In 2007, she voted to reinstate $1.15 billion in funding for the COPS Program, a police funding initiative launched by the crime bill. Clinton also co-sponsored the COPS Improvements Act of 2007, which amended existing grants for community policing programs to hire more officers on anti-terror and homeland security duties, hire more school-based police officers, and create "school-based partnerships between local law enforcement agencies and local school systems to combat crime, gangs, drug activities, and other problems facing elementary and secondary schools". (We've seen how well that last bit works out.)
Obviously, people's policy prescriptions can evolve. Clinton's had 20 years of watching tough-on-crime policies play out, and at least she's able to admit that mistakes were made. In 2007, Clinton told the Iowa Brown & Black Presidential Forum that the results of the crime bill "have been an unacceptable increase in incarceration across the board" that needs to be addressed:
At the time, there were reasons why the Congress wanted to push through a certain set of penalties and increase prison construction and there was a lot of support for that across a lot of communities. It's hard to remember now but the crime rate in the early 1990s was very high. But we've got to take stock now of the consequences, so that's why I want to have a thorough review of all of the penalties, of all the kinds of sentencing, and more importantly start having more diversion and having more second chance programs.

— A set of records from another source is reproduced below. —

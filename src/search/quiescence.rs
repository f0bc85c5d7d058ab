use super::constants::MATE_THRESHOLD;
use super::deadline::Cancelled;
use super::SearchEngine;

/// Move a mate score toward zero by the distance from the root, so nearer
/// mates score higher for the winner.
#[inline]
pub(super) fn adjust_mate(score: i32, ply: usize) -> i32 {
    let ply = ply as i32;
    if score >= MATE_THRESHOLD {
        score - ply
    } else if score <= -MATE_THRESHOLD {
        score + ply
    } else {
        score
    }
}

impl SearchEngine {
    /// Captures-only search from a leaf, fail-hard within `[alpha, beta]`.
    ///
    /// Below `depth_left` zero it keeps going for as long as there are
    /// captures and the game is not over.
    pub(super) fn quiesce(
        &mut self,
        mut alpha: i32,
        beta: i32,
        depth_left: i32,
        ply: usize,
    ) -> Result<i32, Cancelled> {
        self.deadline.check()?;
        self.stats.nodes += 1;
        self.stats.q_nodes += 1;

        let evaluation = self.evaluator.evaluate(&mut self.position);
        let stand_pat = adjust_mate(evaluation.total_perspective(), ply);
        let game_over = evaluation.is_game_over();

        if stand_pat >= beta {
            return Ok(beta);
        }
        if alpha < stand_pat {
            alpha = stand_pat;
        }

        if depth_left > 0 || !game_over {
            for mv in self.evaluator.capture_order(&self.position) {
                self.position.push(mv);
                let child = self.quiesce(-beta, -alpha, depth_left - 1, ply + 1);
                self.position.pop();
                let score = -child?;

                if score >= beta {
                    return Ok(beta);
                }
                if score > alpha {
                    alpha = score;
                }
            }
        }

        Ok(alpha)
    }
}
//! Chess move selection: opening book, tablebase and iterative-deepening
//! alpha-beta search over the `chess` crate's board.

pub mod book;
pub mod error;
pub mod eval;
pub mod game_over;
pub mod position;
pub mod search;
pub mod sync;
pub mod tablebase;
pub mod tt;

pub use book::{BookEntry, OpeningBook, PolyglotBook};
pub use error::{EngineError, Result};
pub use eval::{EvalWeights, Evaluation, Evaluator, MoveBucket, OrderingHints, MATE_SCORE};
pub use game_over::{DrawReason, Outcome};
pub use position::{Position, START_FEN};
pub use search::{
    EnginePhase, MoveSource, SearchConfig, SearchEngine, SearchReport, SearchStats,
};
pub use sync::StopFlag;
pub use tablebase::{NoTablebase, TablebaseProbe, Wdl};
pub use tt::{BoundType, TranspositionTable};

pub use chess::{ChessMove, Color, Piece, Square};
use chess::ChessMove;
use log::{debug, warn};

use super::SearchEngine;
use crate::tablebase::select_dtz_move;

impl SearchEngine {
    pub(super) fn probe_book(&mut self) -> Option<ChessMove> {
        let book = self.book.as_deref()?;
        let mv = book.probe(&self.position)?;
        if !self.position.is_legal(mv) {
            warn!("opening book offered illegal move {mv} in {}", self.position.fen());
            return None;
        }
        Some(mv)
    }

    pub(super) fn probe_tablebase(&mut self) -> Option<ChessMove> {
        let tablebase = self.tablebase.as_deref()?;
        if self.position.piece_count() > self.config.tablebase_pieces {
            return None;
        }

        let before = self.position.hash();
        let mv = select_dtz_move(tablebase, &mut self.position);
        debug_assert_eq!(before, self.position.hash());

        match mv {
            Some(mv) if self.position.is_legal(mv) => Some(mv),
            Some(mv) => {
                warn!("tablebase chose illegal move {mv}");
                None
            }
            None => {
                debug!("tablebase probe failed for {}", self.position.fen());
                None
            }
        }
    }
}
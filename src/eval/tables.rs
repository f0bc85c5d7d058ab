//! Evaluation constants and tables.
//!
//! Square tables are laid out from White's point of view with a1 at index 0
//! and h8 at index 63; Black looks them up through a vertical mirror.

use chess::Piece;

/// Upper bound of the summed game-phase weight (full material).
pub const MAX_PHASE: i32 = 24;

// ============================================================================
// PIECE-SQUARE TABLES
// ============================================================================

#[rustfmt::skip]
const PAWN_TABLE: [i32; 64] = [
     0,  0,  0,   0,   0,  0,  0,  0,
    -6, -4,  1, -24, -24,  1, -4, -6,
    -4, -4,  1,   5,   5,  1, -4, -4,
    -6, -4,  5,  10,  10,  5, -4, -6,
    -6, -4,  2,   8,   8,  2, -4, -6,
    -6, -4,  1,   2,   2,  1, -4, -6,
    -6, -4,  1,   1,   1,  1, -4, -6,
     0,  0,  0,   0,   0,  0,  0,  0,
];

#[rustfmt::skip]
const KNIGHT_TABLE: [i32; 64] = [
    -8, -12, -8, -8, -8, -8, -12, -8,
    -8,   0,  1,  2,  2,  1,   0, -8,
    -8,   0,  4,  4,  4,  4,   0, -8,
    -8,   0,  4,  8,  8,  4,   0, -8,
    -8,   0,  4,  8,  8,  4,   0, -8,
    -8,   0,  4,  4,  4,  4,   0, -8,
    -8,   0,  0,  0,  0,  0,   0, -8,
    -8,  -8, -8, -8, -8, -8,  -8, -8,
];

#[rustfmt::skip]
const BISHOP_TABLE: [i32; 64] = [
    -4, -4, -12, -4, -4, -12, -4, -4,
    -4,  2,   1,  1,  1,   1,  2, -4,
    -4,  1,   2,  4,  4,   2,  1, -4,
    -4,  0,   4,  6,  6,   4,  0, -4,
    -4,  0,   4,  6,  6,   4,  0, -4,
    -4,  0,   2,  4,  4,   2,  0, -4,
    -4,  0,   0,  0,  0,   0,  0, -4,
    -4, -4,  -4, -4, -4,  -4, -4, -4,
];

#[rustfmt::skip]
const ROOK_TABLE: [i32; 64] = [
     0,  0,  0,  2,  2,  0,  0,  0,
    -5,  0,  0,  0,  0,  0,  0, -5,
    -5,  0,  0,  0,  0,  0,  0, -5,
    -5,  0,  0,  0,  0,  0,  0, -5,
    -5,  0,  0,  0,  0,  0,  0, -5,
    -5,  0,  0,  0,  0,  0,  0, -5,
    20, 20, 20, 20, 20, 20, 20, 20,
     5,  5,  5,  5,  5,  5,  5,  5,
];

#[rustfmt::skip]
const QUEEN_TABLE: [i32; 64] = [
    -5, -5, -5, -5, -5, -5, -5, -5,
     0,  0,  1,  1,  1,  1,  0,  0,
     0,  0,  1,  2,  2,  1,  0,  0,
     0,  0,  2,  3,  3,  2,  0,  0,
     0,  0,  2,  3,  3,  2,  0,  0,
     0,  0,  1,  2,  2,  1,  0,  0,
     0,  0,  1,  1,  1,  1,  0,  0,
     0,  0,  0,  0,  0,  0,  0,  0,
];

#[rustfmt::skip]
const KING_TABLE_MG: [i32; 64] = [
     40,  50,  30,  10,  10,  30,  50,  40,
     30,  40,  20,   0,   0,  20,  40,  30,
     10,  20,   0, -20, -20,   0,  20,  10,
      0,  10, -10, -30, -30, -10,  10,   0,
    -10,   0, -20, -40, -40, -20,   0, -10,
    -20, -10, -30, -50, -50, -30, -10, -20,
    -30, -20, -40, -60, -60, -40, -20, -30,
    -40, -30, -50, -70, -70, -50, -30, -40,
];

#[rustfmt::skip]
const KING_TABLE_EG: [i32; 64] = [
    -72, -48, -36, -24, -24, -36, -48, -72,
    -48, -24, -12,   0,   0, -12, -24, -48,
    -36, -12,   0,  12,  12,   0, -12, -36,
    -24,   0,  12,  24,  24,  12,   0, -24,
    -24,   0,  12,  24,  24,  12,   0, -24,
    -36, -12,   0,  12,  12,   0, -12, -36,
    -48, -24, -12,   0,   0, -12, -24, -48,
    -72, -48, -36, -24, -24, -36, -48, -72,
];

/// Passed pawn bonus by square, growing as the pawn nears promotion
#[rustfmt::skip]
const PASSED_PAWN_TABLE: [i32; 64] = [
      0,   0,   0,   0,   0,   0,   0,   0,
     20,  20,  20,  20,  20,  20,  20,  20,
     20,  20,  20,  20,  20,  20,  20,  20,
     40,  40,  40,  40,  40,  40,  40,  40,
     60,  60,  60,  60,  60,  60,  60,  60,
     80,  80,  80,  80,  80,  80,  80,  80,
    100, 100, 100, 100, 100, 100, 100, 100,
      0,   0,   0,   0,   0,   0,   0,   0,
];

// ============================================================================
// WEIGHTS
// ============================================================================

/// Every tunable number the evaluator uses.
///
/// `Default` yields the tuned set. Tables are indexed by
/// [`Piece::to_index`] and then by White-relative square index.
#[derive(Clone, Debug, PartialEq, Eq)]
pub struct EvalWeights {
    pub piece_values: [i32; 6],
    pub pst_midgame: [[i32; 64]; 6],
    pub pst_endgame: [[i32; 64]; 6],
    pub passed_pawn: [i32; 64],
    pub bishop_pair: i32,
    /// Subtracted when a side keeps both knights
    pub knight_pair: i32,
    /// Subtracted when a side keeps both rooks
    pub rook_pair: i32,
    pub open_rook: i32,
    pub half_open_rook: i32,
    pub tempo: i32,
    pub king_shield_rank_2: i32,
    pub king_shield_rank_3: i32,
    pub king_blocks_rook_penalty: i32,
    /// Draw penalty per unit of game phase for the side holding contempt
    pub contempt_per_phase: i32,
}

impl EvalWeights {
    #[inline]
    #[must_use]
    pub fn piece_value(&self, piece: Piece) -> i32 {
        self.piece_values[piece.to_index()]
    }
}

impl Default for EvalWeights {
    fn default() -> Self {
        EvalWeights {
            piece_values: [100, 320, 330, 500, 900, 2000],
            pst_midgame: [
                PAWN_TABLE,
                KNIGHT_TABLE,
                BISHOP_TABLE,
                ROOK_TABLE,
                QUEEN_TABLE,
                KING_TABLE_MG,
            ],
            pst_endgame: [
                PAWN_TABLE,
                KNIGHT_TABLE,
                BISHOP_TABLE,
                ROOK_TABLE,
                QUEEN_TABLE,
                KING_TABLE_EG,
            ],
            passed_pawn: PASSED_PAWN_TABLE,
            bishop_pair: 30,
            knight_pair: 8,
            rook_pair: 16,
            open_rook: 10,
            half_open_rook: 5,
            tempo: 10,
            king_shield_rank_2: 10,
            king_shield_rank_3: 5,
            king_blocks_rook_penalty: 24,
            contempt_per_phase: 2,
        }
    }
}

#[cfg(test)]
mod tests {
    use super::*;

    #[test]
    fn start_material_is_6000_per_side() {
        let w = EvalWeights::default();
        let total = 8 * w.piece_value(Piece::Pawn)
            + 2 * w.piece_value(Piece::Knight)
            + 2 * w.piece_value(Piece::Bishop)
            + 2 * w.piece_value(Piece::Rook)
            + w.piece_value(Piece::Queen)
            + w.piece_value(Piece::King);
        assert_eq!(total, 6000);
    }

    #[test]
    fn tables_are_left_right_symmetric() {
        let w = EvalWeights::default();
        for table in w.pst_midgame.iter().chain(w.pst_endgame.iter()) {
            for rank in 0..8 {
                for file in 0..4 {
                    assert_eq!(table[rank * 8 + file], table[rank * 8 + 7 - file]);
                }
            }
        }
    }
}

Despite statements like that on the campaign trail, however, Clinton did not introduce or rally behind any legislation to this effect during her remaining U.S. Senate tenure.
Maybe I'm reading too much into that support comment, but it seems telling. In 1994, tough-on-crime was popular, and the Clintons obliged. Now that sentencing reform and reducing prison populations is all the rage, well… here's Clinton at the Massachusetts Conference for Women in Boston yesterday:
Each of us has to grapple with some hard truths about race and justice in America. Because despite all the progress we've made together, African Americans, most particularly African-American men, are still more likely to be stopped and searched by police, charged with crimes, and sentenced to longer prison terms.
(…) The United States has less than 5 percent of the world's population, yet we have almost 25 percent of the world's total prison population. Now, that is not because Americans are more violent or criminal than others around the world; in fact that is far from the facts. But it is because we have allowed our criminal justice system to get out of balance. And I personally hope that these tragedies give us the opportunity to come together as a nation to find our balance again.
This was the first time Clinton has spoken following the recent findings of grand juries not to indict an NYPD officer in the chokehold death of Garner or to indict Ferguson officer Darren Wilson for the fatal shooting of Brown. She told the audience she's supports a Justice Department investigation into these deaths and President Obama's task force on policing.